Proc Natl Acad Sci U S A. 1985 Dec;82(24):8720-3. doi: 10.1073/pnas.82.24.8720.

DOI:10.1073/pnas.82.24.8720
PMID:2934736
原文链接:https://pmc.ncbi.nlm.nih.gov/articles/PMC391508/
Abstract

Peptides isolated from atrial extracts possess potent natriuretic and diuretic activities. In general, these peptides, called atrial natriuretic factors (ANFs), oppose the actions of the water-conservatory peptides angiotensin II and vasopressin and are released from the heart in response to atrial stretch as a consequence of increased venous return. The recent description of ANF-like immunoreactivity in brain regions associated with the control of water intake suggested a role for these peptides in the neurogenic mechanisms of thirst. Intracerebroventricular (third ventricle) infusion of 1.0 or 2.0 nmol of ANF in conscious, overnight-dehydrated rats significantly inhibited subsequent water intake over a 2-hr test period.

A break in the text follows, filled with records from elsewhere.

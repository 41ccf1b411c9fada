use serde::{Deserialize, Serialize};

use super::defaults;

/// How the exploration slot is filled.
#[derive(Debug, Clone, Copy, PartialEq, Serialize, Deserialize)]
#[serde(tag = "mode", rename_all = "snake_case")]
pub enum ExplorationMode {
    /// Uniform noise in `[0, 1)` from a thread-local RNG.
    Random,
    /// Deterministic noise from a seeded RNG.
    Seeded { seed: u64 },
    /// Slot pinned to 0.
    Disabled,
}

/// Fixed divisors mapping each raw feature onto `[0, 1]`.
#[derive(Debug, Clone, Serialize, Deserialize)]
#[serde(default)]
pub struct FeatureDivisors {
    pub scroll_velocity: f64,
    pub click_frequency: f64,
    pub pointer_movement: f64,
    pub dwell_time: f64,
    pub interaction_diversity: f64,
    pub attention_span: f64,
    pub performance_context: f64,
}

impl Default for FeatureDivisors {
    fn default() -> Self {
        Self {
            scroll_velocity: defaults::DEFAULT_SCROLL_VELOCITY_DIVISOR,
            click_frequency: defaults::DEFAULT_CLICK_FREQUENCY_DIVISOR,
            pointer_movement: defaults::DEFAULT_POINTER_MOVEMENT_DIVISOR,
            dwell_time: defaults::DEFAULT_DWELL_TIME_DIVISOR,
            interaction_diversity: defaults::DEFAULT_DIVERSITY_DIVISOR,
            attention_span: defaults::DEFAULT_ATTENTION_SPAN_DIVISOR,
            performance_context: defaults::DEFAULT_PERFORMANCE_CONTEXT_DIVISOR,
        }
    }
}

impl FeatureDivisors {
    pub(crate) fn all(&self) -> [(&'static str, f64); 7] {
        [
            ("features.divisors.scroll_velocity", self.scroll_velocity),
            ("features.divisors.click_frequency", self.click_frequency),
            ("features.divisors.pointer_movement", self.pointer_movement),
            ("features.divisors.dwell_time", self.dwell_time),
            ("features.divisors.interaction_diversity", self.interaction_diversity),
            ("features.divisors.attention_span", self.attention_span),
            ("features.divisors.performance_context", self.performance_context),
        ]
    }
}

/// Feature extraction configuration.
#[derive(Debug, Clone, Serialize, Deserialize)]
#[serde(default)]
pub struct FeatureConfig {
    /// Trailing records fed into one extraction.
    pub window_size: usize,
    /// Most recent records used by per-interaction features.
    pub sub_window_size: usize,
    /// Look-back for click frequency, in milliseconds.
    pub click_time_budget_ms: u64,
    pub divisors: FeatureDivisors,
    pub exploration: ExplorationMode,
}

impl Default for FeatureConfig {
    fn default() -> Self {
        Self {
            window_size: defaults::DEFAULT_FEATURE_WINDOW,
            sub_window_size: defaults::DEFAULT_FEATURE_SUB_WINDOW,
            click_time_budget_ms: defaults::DEFAULT_CLICK_TIME_BUDGET_MS,
            divisors: FeatureDivisors::default(),
            exploration: ExplorationMode::Random,
        }
    }
}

Intravenous infusion of 2.0 nmol, but not 1.0 nmol, of ANF resulted in a similar inhibitory action, suggesting that ANF released from the heart might act centrally to inhibit water intake by an action at one or more of the circumventricular organs. Water intake induced by central infusion of angiotensin II (9.6 and 25 pmol) in normally hydrated rats was significantly inhibited by prior infusion of 2.0 nmol of ANF. Water intake induced by higher doses of angiotensin II was not altered significantly by prior infusion of ANF. These results indicate a possible physiologic role for ANF in the hypothalamic control of water intake and reveal that the cardiac peptides can act centrally, as well as peripherally, to assist in the normalization of extracellular fluid volume.

摘要

从心房提取物中分离出的肽具有强大的利钠和利尿活性。一般来说,这些被称为心房利钠因子(ANF)的肽与保水肽血管紧张素II和抗利尿激素的作用相反,并且由于静脉回流量增加导致心房扩张,从而从心脏释放出来。最近在与水摄入控制相关的脑区发现了ANF样免疫反应,这表明这些肽在口渴的神经机制中发挥作用。在清醒的、经过一夜脱水的大鼠的脑室内(第三脑室)注入1.0或2.0 nmol的ANF,在2小时的测试期内显著抑制了随后的水摄入。静脉注入2.0 nmol而不是1.0 nmol的ANF产生了类似的抑制作用,这表明从心脏释放的ANF可能通过作用于一个或多个室周器官而在中枢发挥作用来抑制水摄入。在正常水合的大鼠中,预先注入2.0 nmol的ANF可显著抑制由中枢注入血管紧张素II(9.6和25 pmol)诱导的水摄入。预先注入ANF对高剂量血管紧张素II诱导的水摄入没有显著改变。这些结果表明ANF在下丘脑对水摄入的控制中可能具有生理作用,并揭示了心脏肽可以在中枢和外周发挥作用,以帮助细胞外液量恢复正常。